Stored data

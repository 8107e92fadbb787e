//! API Handlers
//!
//! HTTP request handlers for each endpoint.

use std::sync::Arc;

use axum::{extract::State, Json};

use crate::config::Config;
use crate::error::Result;
use crate::feeds::FeedService;
use crate::models::{HealthResponse, HomeResponse, StatsResponse};

/// Application state shared across all handlers.
#[derive(Clone)]
pub struct AppState {
    /// Cached access to the external feeds
    pub feeds: Arc<FeedService>,
}

impl AppState {
    /// Creates a new AppState around an existing feed service.
    pub fn new(feeds: FeedService) -> Self {
        Self {
            feeds: Arc::new(feeds),
        }
    }

    /// Creates a new AppState with fresh, unswept caches.
    ///
    /// Used where no background sweep is wanted, such as tests.
    pub fn from_config(config: &Config) -> Result<Self> {
        let feeds = FeedService::new(config, Default::default(), Default::default())?;
        Ok(Self::new(feeds))
    }
}

/// Handler for GET / and GET /api/home
///
/// Fetches every configured section concurrently; any upstream failure fails the page.
pub async fn home_handler(State(state): State<AppState>) -> Result<Json<HomeResponse>> {
    let (status, commits) = tokio::try_join!(state.feeds.status(), state.feeds.commits())?;

    Ok(Json(HomeResponse { status, commits }))
}

/// Handler for GET /stats
///
/// Returns statistics of every feed cache.
pub async fn stats_handler(State(state): State<AppState>) -> Json<StatsResponse> {
    Json(state.feeds.stats().await.into())
}

/// Handler for GET /health
pub async fn health_handler() -> Json<HealthResponse> {
    Json(HealthResponse::healthy())
}

#[cfg(test)]
mod tests {
    use super::*;

    #[tokio::test]
    async fn test_home_handler_without_sources() {
        let state = AppState::from_config(&Config::default()).unwrap();

        let response = home_handler(State(state)).await.unwrap();
        assert!(response.status.is_none());
        assert!(response.commits.is_none());
    }

    #[tokio::test]
    async fn test_home_handler_upstream_failure() {
        let mut config = Config::default();
        config.feeds.status_url = Some("http://127.0.0.1:1/status.json".to_string());
        let state = AppState::from_config(&config).unwrap();

        assert!(home_handler(State(state)).await.is_err());
    }

    #[tokio::test]
    async fn test_stats_handler() {
        let state = AppState::from_config(&Config::default()).unwrap();

        let response = stats_handler(State(state)).await;
        assert_eq!(response.status.hits, 0);
        assert_eq!(response.commits.misses, 0);
    }

    #[tokio::test]
    async fn test_health_handler() {
        let response = health_handler().await;
        assert_eq!(response.status, "healthy");
    }
}
//! API Module
//!
//! HTTP handlers and routing for the web service.
//!
//! # Endpoints
//! - `GET /` and `GET /api/home` - Aggregated home page sections
//! - `GET /stats` - Feed cache statistics
//! - `GET /health` - Health check endpoint

pub mod handlers;
pub mod routes;

pub use handlers::*;
pub use routes::create_router;
//! Response models for the web service API
//!
//! This module defines the DTOs (Data Transfer Objects) used for
//! serializing HTTP response bodies.

pub mod responses;

// Re-export commonly used types
pub use responses::{
    CacheStatsResponse, ErrorResponse, HealthResponse, HomeResponse, StatsResponse,
};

▶ WHAT IS REQUIRED: Look through the records and copy down every line that holds "status".

▶ ANSWER SPACE:
    let (status, commits) = tokio::try_join!(state.feeds.status(), state.feeds.commits())?;
    Ok(Json(HomeResponse { status, commits }))
        assert!(response.status.is_none());
        config.feeds.status_url = Some("http://127.0.0.1:1/status.json".to_string());
        assert_eq!(response.status.hits, 0);
        assert_eq!(response.status, "healthy");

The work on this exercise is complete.